What ferritin is
Ferritin is the protein that stores iron in cells. Serum ferritin reflects body iron stores, but it's also an acute-phase reactant that rises with inflammation independent of iron status.
Low ferritin
Low ferritin (<30 ng/mL) indicates depleted iron stores. Symptoms before anemia develops:
- Fatigue
- Hair loss / shedding
- Exercise intolerance
- Restless legs syndrome
- Pica (cravings for ice, etc.)
- Brain fog
- Cold extremities
Common in women with menstrual losses, vegetarians, athletes, GI losses.
High ferritin
Elevated ferritin can reflect:
- Inflammation (acute or chronic)
- Fatty liver disease
- Metabolic syndrome
- Hemochromatosis (genetic iron overload, affects ~1 in 200)
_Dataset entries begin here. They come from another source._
pub mod health;

use axum::{
    routing::{get, post},
    Router,
};

use crate::generation::handlers;
use crate::state::AppState;

pub fn build_router(state: AppState) -> Router {
    Router::new()
        .route("/health", get(health::health_handler))
        .route(
            "/generate-article",
            post(handlers::handle_generate_article),
        )
        .with_state(state)
}
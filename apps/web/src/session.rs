//! Per-session generation history.
//!
//! Each browser session gets its own `SessionHistory`, looked up by the
//! session id carried in the form. Histories live only in memory and are
//! lost on restart.

use std::collections::HashMap;
use std::sync::Arc;

use tokio::sync::Mutex;
use uuid::Uuid;

#[derive(Debug, Clone, PartialEq, Eq)]
pub struct SessionHistoryEntry {
    pub headline: String,
    pub generated_at: String,
}

/// Append-only record of the articles generated in one session.
#[derive(Debug, Default)]
pub struct SessionHistory {
    entries: Vec<SessionHistoryEntry>,
}

impl SessionHistory {
    pub fn record(&mut self, entry: SessionHistoryEntry) {
        self.entries.push(entry);
    }

    pub fn len(&self) -> usize {
        self.entries.len()
    }

    pub fn entries(&self) -> &[SessionHistoryEntry] {
        &self.entries
    }
}

/// All live sessions. Unbounded: nothing is evicted for the life of the process.
#[derive(Clone, Default)]
pub struct SessionStore {
    sessions: Arc<Mutex<HashMap<Uuid, Arc<Mutex<SessionHistory>>>>>,
}

impl SessionStore {
    /// Returns the history for `id`, creating an empty one on first use.
    pub async fn open(&self, id: Uuid) -> Arc<Mutex<SessionHistory>> {
        self.sessions
            .lock()
            .await
            .entry(id)
            .or_default()
            .clone()
    }
}
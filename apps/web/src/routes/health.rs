use axum::Json;
use serde_json::{json, Value};

/// GET /health
pub async fn health_handler() -> Json<Value> {
    Json(json!({ "status": "ok" }))
}
//! Article tone: maps the requested tone to the style line injected into the prompt.

use std::fmt;
use std::str::FromStr;

/// Stylistic register requested for the article. Parsed case-insensitively,
/// so the form's "Formal" and the API's "formal" are the same tone.
#[derive(Debug, Clone, Copy, Default, PartialEq, Eq)]
pub enum Tone {
    Formal,
    #[default]
    Neutral,
    Casual,
}

impl Tone {
    pub const ALL: [Tone; 3] = [Tone::Formal, Tone::Neutral, Tone::Casual];

    pub fn as_str(&self) -> &'static str {
        match self {
            Tone::Formal => "formal",
            Tone::Neutral => "neutral",
            Tone::Casual => "casual",
        }
    }

    /// Style instruction appended to the prompt guidelines.
    pub fn style_guidance(&self) -> &'static str {
        match self {
            Tone::Formal => {
                "Write in a formal, authoritative register suited to a newspaper of record"
            }
            Tone::Neutral => "Write in a neutral, even-handed register",
            Tone::Casual => {
                "Write in a conversational, approachable register while staying factual"
            }
        }
    }
}

impl fmt::Display for Tone {
    fn fmt(&self, f: &mut fmt::Formatter<'_>) -> fmt::Result {
        f.write_str(self.as_str())
    }
}

impl FromStr for Tone {
    type Err = String;

    fn from_str(s: &str) -> Result<Self, Self::Err> {
        let wanted = s.trim();
        Tone::ALL
            .into_iter()
            .find(|tone| tone.as_str().eq_ignore_ascii_case(wanted))
            .ok_or_else(|| {
                format!("unknown tone '{wanted}' (expected one of: formal, neutral, casual)")
            })
    }
}
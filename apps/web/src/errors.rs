use axum::{
    http::StatusCode,
    response::{IntoResponse, Response},
};
use thiserror::Error;

/// Failures while asking the API for an article. The `Display` text is what
/// the user sees in place of the article.
#[derive(Debug, Error)]
pub enum ClientError {
    /// The API answered with a non-2xx status.
    #[error("Error: {status} - {body}")]
    Status { status: u16, body: String },

    /// Network failure or a response body that is not a generation result.
    #[error("Error generating article: {0}")]
    Transport(#[from] reqwest::Error),

    /// The article could not be written for download.
    #[error("Error generating article: {0}")]
    Io(#[from] std::io::Error),
}

/// Errors that prevent a page from being rendered at all.
#[derive(Debug, Error)]
pub enum PageError {
    #[error("Template error: {0}")]
    Template(#[from] askama::Error),
}

impl IntoResponse for PageError {
    fn into_response(self) -> Response {
        tracing::error!("{self}");
        (
            StatusCode::INTERNAL_SERVER_ERROR,
            "An internal server error occurred",
        )
            .into_response()
    }
}
// Prompt constants for article generation.

/// Article generation prompt template.
/// Replace: {headline}, {tone_guidance}
pub const ARTICLE_PROMPT_TEMPLATE: &str = r#"Generate a news article based on the following headline.
Make sure the article is factual, well-structured.

Headline: {headline}

Please follow these guidelines:
- Write in a journalistic style
- {tone_guidance}
- Include relevant details and context
- Maintain objectivity
- Use clear and concise language
- Follow proper news article structure (lead paragraph, body, conclusion)"#;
- Excess iron supplementation
- Repeated transfusions
- Cancer (rare)
Very high ferritin (>500) warrants further evaluation including iron saturation and genetic testing for hemochromatosis.
Optimal range
- Women: 50-100 ng/mL
- Men: 70-150 ng/mL
- Below 30: deficient (consider supplementation)
- Above 200: investigate cause
Inflammation confounds
Because ferritin rises with inflammation, a "normal" ferritin in an inflamed patient may mask iron deficiency. Companion testing:
- Iron saturation (transferrin saturation)
- Total iron
- Transferrin
- hs-CRP (to assess inflammation)
If hs-CRP is elevated and ferritin is borderline-low, iron deficiency may still be present.
Treatment approaches
For iron deficiency:
- Oral iron (ferrous sulfate, ferrous bisglycinate)
- Take with vitamin C, away from coffee/calcium
- Re-test at 8-12 weeks
- IV iron for poor absorbers or severe deficiency
For elevated ferritin from overload:
- Therapeutic phlebotomy
- Genetic testing for hemochromatosis
- Avoid iron supplements and high-iron foods
The clinical pearl: Ferritin alone can mislead. Always interpret with iron saturation and inflammation markers. Both low and high ferritin warrant attention.
Bottom line
Ferritin reflects iron stores but is also an inflammation marker. Both extremes produce clinical issues. Optimal range is moderate. Always interpret in context of inflammation markers and iron saturation.